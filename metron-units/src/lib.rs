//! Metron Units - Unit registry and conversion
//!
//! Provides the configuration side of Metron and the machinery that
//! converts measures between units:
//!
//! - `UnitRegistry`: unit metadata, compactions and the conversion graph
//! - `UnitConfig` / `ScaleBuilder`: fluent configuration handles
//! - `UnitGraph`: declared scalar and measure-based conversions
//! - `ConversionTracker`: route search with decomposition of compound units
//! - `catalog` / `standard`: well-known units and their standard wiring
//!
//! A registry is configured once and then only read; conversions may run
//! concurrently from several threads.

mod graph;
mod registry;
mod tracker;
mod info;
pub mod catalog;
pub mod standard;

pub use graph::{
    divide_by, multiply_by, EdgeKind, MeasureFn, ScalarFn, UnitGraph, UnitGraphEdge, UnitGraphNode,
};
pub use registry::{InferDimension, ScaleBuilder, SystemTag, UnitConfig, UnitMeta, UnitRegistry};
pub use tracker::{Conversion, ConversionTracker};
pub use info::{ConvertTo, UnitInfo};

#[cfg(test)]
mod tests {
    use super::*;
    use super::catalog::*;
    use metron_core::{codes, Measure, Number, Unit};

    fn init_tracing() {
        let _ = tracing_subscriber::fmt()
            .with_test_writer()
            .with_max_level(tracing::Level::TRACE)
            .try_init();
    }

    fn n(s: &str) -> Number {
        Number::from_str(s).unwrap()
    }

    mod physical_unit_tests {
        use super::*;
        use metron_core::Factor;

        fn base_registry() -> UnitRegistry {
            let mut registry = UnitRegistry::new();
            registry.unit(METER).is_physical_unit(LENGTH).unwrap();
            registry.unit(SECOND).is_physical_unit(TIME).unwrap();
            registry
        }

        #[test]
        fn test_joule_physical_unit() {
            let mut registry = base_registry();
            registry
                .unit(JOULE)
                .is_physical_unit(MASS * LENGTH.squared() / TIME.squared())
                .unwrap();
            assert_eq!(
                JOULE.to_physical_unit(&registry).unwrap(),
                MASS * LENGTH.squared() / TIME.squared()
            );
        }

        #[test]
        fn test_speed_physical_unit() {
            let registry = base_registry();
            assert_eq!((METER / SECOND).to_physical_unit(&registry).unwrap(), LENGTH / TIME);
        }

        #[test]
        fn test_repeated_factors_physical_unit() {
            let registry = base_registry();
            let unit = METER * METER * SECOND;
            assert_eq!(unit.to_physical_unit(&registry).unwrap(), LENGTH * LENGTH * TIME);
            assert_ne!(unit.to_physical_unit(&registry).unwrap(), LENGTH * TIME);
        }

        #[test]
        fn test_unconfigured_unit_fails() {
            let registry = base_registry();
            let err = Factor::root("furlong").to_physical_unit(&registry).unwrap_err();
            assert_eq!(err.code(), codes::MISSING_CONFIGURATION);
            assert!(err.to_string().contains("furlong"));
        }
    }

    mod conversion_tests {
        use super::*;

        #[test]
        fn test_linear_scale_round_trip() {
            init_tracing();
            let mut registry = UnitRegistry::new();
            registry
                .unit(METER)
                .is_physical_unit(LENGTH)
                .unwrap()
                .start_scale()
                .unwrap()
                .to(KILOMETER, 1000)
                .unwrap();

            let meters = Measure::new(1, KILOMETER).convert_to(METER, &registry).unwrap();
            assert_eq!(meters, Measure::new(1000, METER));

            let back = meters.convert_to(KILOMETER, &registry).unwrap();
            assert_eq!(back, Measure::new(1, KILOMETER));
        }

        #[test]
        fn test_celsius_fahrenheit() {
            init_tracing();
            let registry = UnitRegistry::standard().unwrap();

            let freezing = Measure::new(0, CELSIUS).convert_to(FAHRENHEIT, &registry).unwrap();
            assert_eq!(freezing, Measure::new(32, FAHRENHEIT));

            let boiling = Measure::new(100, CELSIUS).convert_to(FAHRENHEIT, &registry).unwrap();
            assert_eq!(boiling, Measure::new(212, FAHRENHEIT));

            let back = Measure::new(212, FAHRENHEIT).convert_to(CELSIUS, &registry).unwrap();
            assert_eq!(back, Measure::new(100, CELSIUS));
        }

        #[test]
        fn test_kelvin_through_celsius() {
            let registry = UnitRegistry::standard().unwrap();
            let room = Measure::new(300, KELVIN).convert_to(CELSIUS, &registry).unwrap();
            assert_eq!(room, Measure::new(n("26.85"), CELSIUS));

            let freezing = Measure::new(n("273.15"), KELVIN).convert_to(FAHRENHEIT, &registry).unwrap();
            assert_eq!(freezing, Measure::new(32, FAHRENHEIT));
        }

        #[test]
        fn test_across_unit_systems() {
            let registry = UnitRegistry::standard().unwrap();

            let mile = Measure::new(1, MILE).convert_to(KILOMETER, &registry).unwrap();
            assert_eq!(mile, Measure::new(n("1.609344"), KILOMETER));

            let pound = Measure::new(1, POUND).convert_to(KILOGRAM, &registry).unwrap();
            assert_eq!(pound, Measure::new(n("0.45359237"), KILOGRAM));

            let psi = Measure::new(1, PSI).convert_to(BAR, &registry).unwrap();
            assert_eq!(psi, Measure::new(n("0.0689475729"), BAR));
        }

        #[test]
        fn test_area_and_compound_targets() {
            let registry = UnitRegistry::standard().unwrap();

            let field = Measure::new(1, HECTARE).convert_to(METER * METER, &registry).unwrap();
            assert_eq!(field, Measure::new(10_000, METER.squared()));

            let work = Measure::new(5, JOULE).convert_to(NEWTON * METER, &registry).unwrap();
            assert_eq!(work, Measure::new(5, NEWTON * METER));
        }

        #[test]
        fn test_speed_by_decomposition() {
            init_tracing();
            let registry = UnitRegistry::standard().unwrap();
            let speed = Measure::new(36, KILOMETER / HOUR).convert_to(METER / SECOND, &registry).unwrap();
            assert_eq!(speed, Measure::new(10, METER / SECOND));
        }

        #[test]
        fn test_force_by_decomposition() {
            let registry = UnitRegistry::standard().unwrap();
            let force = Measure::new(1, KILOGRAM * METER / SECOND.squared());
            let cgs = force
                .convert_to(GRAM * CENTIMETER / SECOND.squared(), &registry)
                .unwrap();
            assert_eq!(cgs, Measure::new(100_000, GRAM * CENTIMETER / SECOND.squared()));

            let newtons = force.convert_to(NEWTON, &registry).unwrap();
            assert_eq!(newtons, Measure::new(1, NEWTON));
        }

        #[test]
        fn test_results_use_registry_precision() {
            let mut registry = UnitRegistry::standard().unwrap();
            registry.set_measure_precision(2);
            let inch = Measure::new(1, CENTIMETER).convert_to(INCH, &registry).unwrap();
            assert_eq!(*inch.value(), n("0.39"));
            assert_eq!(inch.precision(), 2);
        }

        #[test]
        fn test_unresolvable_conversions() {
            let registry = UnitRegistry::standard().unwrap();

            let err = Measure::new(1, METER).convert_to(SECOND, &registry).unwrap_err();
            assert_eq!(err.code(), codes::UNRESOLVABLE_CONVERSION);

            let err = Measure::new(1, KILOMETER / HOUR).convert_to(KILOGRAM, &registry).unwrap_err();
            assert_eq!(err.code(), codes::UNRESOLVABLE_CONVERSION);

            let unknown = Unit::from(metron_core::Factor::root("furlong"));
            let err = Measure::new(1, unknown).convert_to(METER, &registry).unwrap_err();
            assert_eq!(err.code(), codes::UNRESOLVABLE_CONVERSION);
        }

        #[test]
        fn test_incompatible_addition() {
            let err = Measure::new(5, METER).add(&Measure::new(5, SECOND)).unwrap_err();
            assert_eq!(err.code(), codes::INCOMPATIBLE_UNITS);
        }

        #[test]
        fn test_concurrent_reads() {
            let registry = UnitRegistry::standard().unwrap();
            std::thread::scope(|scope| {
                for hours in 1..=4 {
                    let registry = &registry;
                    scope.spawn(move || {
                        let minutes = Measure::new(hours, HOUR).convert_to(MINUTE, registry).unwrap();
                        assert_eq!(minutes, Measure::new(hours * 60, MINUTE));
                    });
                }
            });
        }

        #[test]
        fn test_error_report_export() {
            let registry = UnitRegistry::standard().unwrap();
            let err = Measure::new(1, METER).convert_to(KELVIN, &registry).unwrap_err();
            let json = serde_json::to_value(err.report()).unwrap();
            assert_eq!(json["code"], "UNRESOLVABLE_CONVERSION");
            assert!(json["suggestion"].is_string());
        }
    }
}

+ + +

THE PROBLEM: Copy out every line above where "back" is present.

YOUR SOLUTION:
            let back = meters.convert_to(KILOMETER, &registry).unwrap();
            assert_eq!(back, Measure::new(1, KILOMETER));
            let back = Measure::new(212, FAHRENHEIT).convert_to(CELSIUS, &registry).unwrap();
            assert_eq!(back, Measure::new(100, CELSIUS));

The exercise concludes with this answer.